Postby PaulC » Tue May 13, 2008 10:00 am

Mary Lee Fowler, daughter of S-39, Skipjack, and Cisco skipper James "Red" Coe, has written a new book, "Full Fathom Five: A Daughter's Search", dealing with her research to learn more about the father she never met. Cisco was lost on her first patrol, but not before her skipper learned his wife was pregnant with their third child. Following his loss, Mary Lee's mother remarried and essentially buried her first husband's memory in an effort to move her family forward and save them unwanted grief. It wasn't until her mother was near the end of her life that Mary Lee began to wonder what sort of man Jim Coe had been. The ensuing years of research revealed not only her father's distinguished naval career but a deep examination of her mother's actions following his loss and how it affected her family.

As you might imagine, this is not the standard WWII submarine history book. While there is plenty of insight into WWII sub ops, especially early war issues such as skipper aggressiveness and torpedo trouble, Mary Lee has taken a decidedly personal approach to this work of creative nonfiction. A gifted writer, she gives intimate details of her own struggles to cope as a young girl with the loss of a father she never new, and his abusive surrogate. She also examines the strained relationship she shared with a mother who essentially expunged her first husband's memory from her life for decades and the impact that had on the rest of the family.
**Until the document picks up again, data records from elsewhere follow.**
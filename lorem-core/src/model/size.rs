use serde::{Deserialize, Serialize};

/// Coarse length knob applied to words, sentences and paragraphs.
///
/// The numeric value doubles as a recursion depth: a sentence of tier `n`
/// is two sentences of tier `n - 1`, down to `Short`.
///
/// # Invariants
/// - `Any` is resolved to a concrete tier at generation time
/// - Concrete tiers are ordered `Short < Medium < Long < VeryLong`
#[derive(Serialize, Deserialize, Clone, Copy, Debug, PartialEq, Eq, PartialOrd, Ord, Hash, Default)]
pub enum SizeTier {
	Any = 0,
	Short = 1,
	#[default]
	Medium = 2,
	Long = 3,
	#[serde(rename = "Very Long", alias = "VeryLong")]
	VeryLong = 4,
}

impl SizeTier {
	/// All tiers except `Any`, in increasing order.
	pub const CONCRETE: [SizeTier; 4] = [SizeTier::Short, SizeTier::Medium, SizeTier::Long, SizeTier::VeryLong];

	/// Tier one step shorter, `None` for `Short` and `Any`.
	pub fn shorter(self) -> Option<SizeTier> {
		match self {
			SizeTier::Any | SizeTier::Short => None,
			SizeTier::Medium => Some(SizeTier::Short),
			SizeTier::Long => Some(SizeTier::Medium),
			SizeTier::VeryLong => Some(SizeTier::Long),
		}
	}

	/// Zero-based index into the word lists, `None` for `Any`.
	pub fn index(self) -> Option<usize> {
		match self {
			SizeTier::Any => None,
			tier => Some(tier as usize - 1),
		}
	}
}

/// Structural granularity of the generated text.
///
/// Selects the generator entry point and which formatter rules apply.
#[derive(Serialize, Deserialize, Clone, Copy, Debug, PartialEq, Eq, Hash, Default)]
pub enum UnitType {
	#[default]
	Paragraph,
	Sentence,
	Word,
	Link,
	#[serde(rename = "Ordered List", alias = "OrderedList")]
	OrderedList,
	#[serde(rename = "Unordered List", alias = "UnorderedList")]
	UnorderedList,
}

impl UnitType {
	/// Links and lists carry markup that a reflow would break.
	pub fn allows_wrap(self) -> bool {
		matches!(self, UnitType::Paragraph | UnitType::Sentence | UnitType::Word)
	}

	/// Lists are already structural, they never get paragraph tags.
	pub fn allows_html(self) -> bool {
		!self.is_list()
	}

	/// Whether blank-line separators become paragraph boundaries.
	pub fn splits_html_paragraphs(self) -> bool {
		matches!(self, UnitType::Paragraph | UnitType::Sentence)
	}

	/// Ordered or unordered list, rendered as `<ol>`/`<ul>` markup.
	pub fn is_list(self) -> bool {
		matches!(self, UnitType::OrderedList | UnitType::UnorderedList)
	}
}
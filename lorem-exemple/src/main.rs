use std::path::PathBuf;
use std::process::ExitCode;

use clap::Parser;
use rand::SeedableRng;
use rand::rngs::StdRng;

use lorem_core::io::{read_snapshot_or_default, write_snapshot};
use lorem_core::{Lorem, Outcome};

/// Runs one lorem command and prints the result.
///
/// Examples:
/// - `lorem-exemple lorem_p3_medium`
/// - `lorem-exemple lorem w20 wrap40`
/// - `lorem-exemple --seed 7 lorem_ol5`
#[derive(Parser, Debug)]
#[command(version, about)]
struct Args {
    /// Snapshot file (JSON) with defaults and delimiters
    #[arg(long)]
    config: Option<PathBuf>,

    /// Seed for reproducible output
    #[arg(long)]
    seed: Option<u64>,

    /// Write the effective snapshot to this file and exit
    #[arg(long)]
    dump_config: Option<PathBuf>,

    /// The command, keyword included (ex. `lorem_p3`). Several arguments are joined with spaces.
    #[arg(default_value = "lorem")]
    command: Vec<String>,
}

fn main() -> Result<ExitCode, Box<dyn std::error::Error>> {
    env_logger::init();
    let args = Args::parse();

    let snapshot = read_snapshot_or_default(args.config.as_ref())?;
    if let Some(path) = &args.dump_config {
        write_snapshot(path, &snapshot)?;
        println!("Snapshot written to {}", path.display());
        return Ok(ExitCode::SUCCESS);
    }

    let lorem = Lorem::new(snapshot)?;
    let command = args.command.join(" ");

    let result = match args.seed {
        Some(seed) => lorem.execute_with_rng(&command, StdRng::seed_from_u64(seed)),
        None => lorem.execute(&command),
    };

    match result {
        Ok(Outcome::Text(text)) => println!("{text}"),
        // The host opens these; a terminal can only point at them.
        Ok(Outcome::OpenHelp(url)) => println!("Help: {url}"),
        Ok(Outcome::OpenSettings) => match &args.config {
            Some(path) => println!("Settings: {}", path.display()),
            None => println!("Settings: built-in defaults (use --config FILE, or --dump-config FILE to create one)"),
        },
        Err(e) => {
            eprintln!("{e}");
            return Ok(ExitCode::FAILURE);
        }
    }

    Ok(ExitCode::SUCCESS)
}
Fortunately, things do turn naval soon enough and through her considerable research, Mary Lee paints a vivid picture of pre-war submarining and the Asiatic station where cheap servants made life easy for the wives and S-boats challenged the husbands. As war approached and families were recalled to the states, Jim Coe assumed command of S-39. Following the commencement of hositilities with Japan, he took the ancient boat into combat. An affable, fun loving personality, Coe proved to be an able skipper and turned in some of the few productive S-boat patrols.

Coe's reward for his performance was command of Skipjack. His successful ways continued, despite torpedo failures. A forthright commander, Coe didn't hesitate to highlight his personal opinion of faulty ordinance in his official reports. However, he did leaven the complaints with diplomatic language. As a result, Coe's boat was used by Admiral Lockwood to conduct the live torpedo tests which revealed the first of their many flaws: faulty depth keeping.

Eventually, Coe returned to the states to assume command of the new construction boat Cisco. A competition among yards to produce the fastest construction time from keel laying to first sinking on patrol cut the build time for the boat to under 60 days. It also created a host of mechanical problems due to hasty workmanship. While Coe agreed his boat was ready to put to sea, issues remained: primarily a persistant oil leak. It is thought by many to be an oil leak which lead to her discovery by the Japanese while submerged in shallow water. Whatever the case, she embarked on her first war patrol and never returned.

By the end of her journey, Mary Lee had a profound new appreciation for her father. But she also came to understand her mother, who passed away at the beginning of her research, in a new light and developed a deeper sense of family with her siblings. Even her political views were impacted. The opportunity to make the trip with her, to get to know the author in her forthright self examination, as well as sound some underreported waters of the Pacific submarine war, cobine to make "Full Fathom Five" an unusual, and extremely satisfying, read.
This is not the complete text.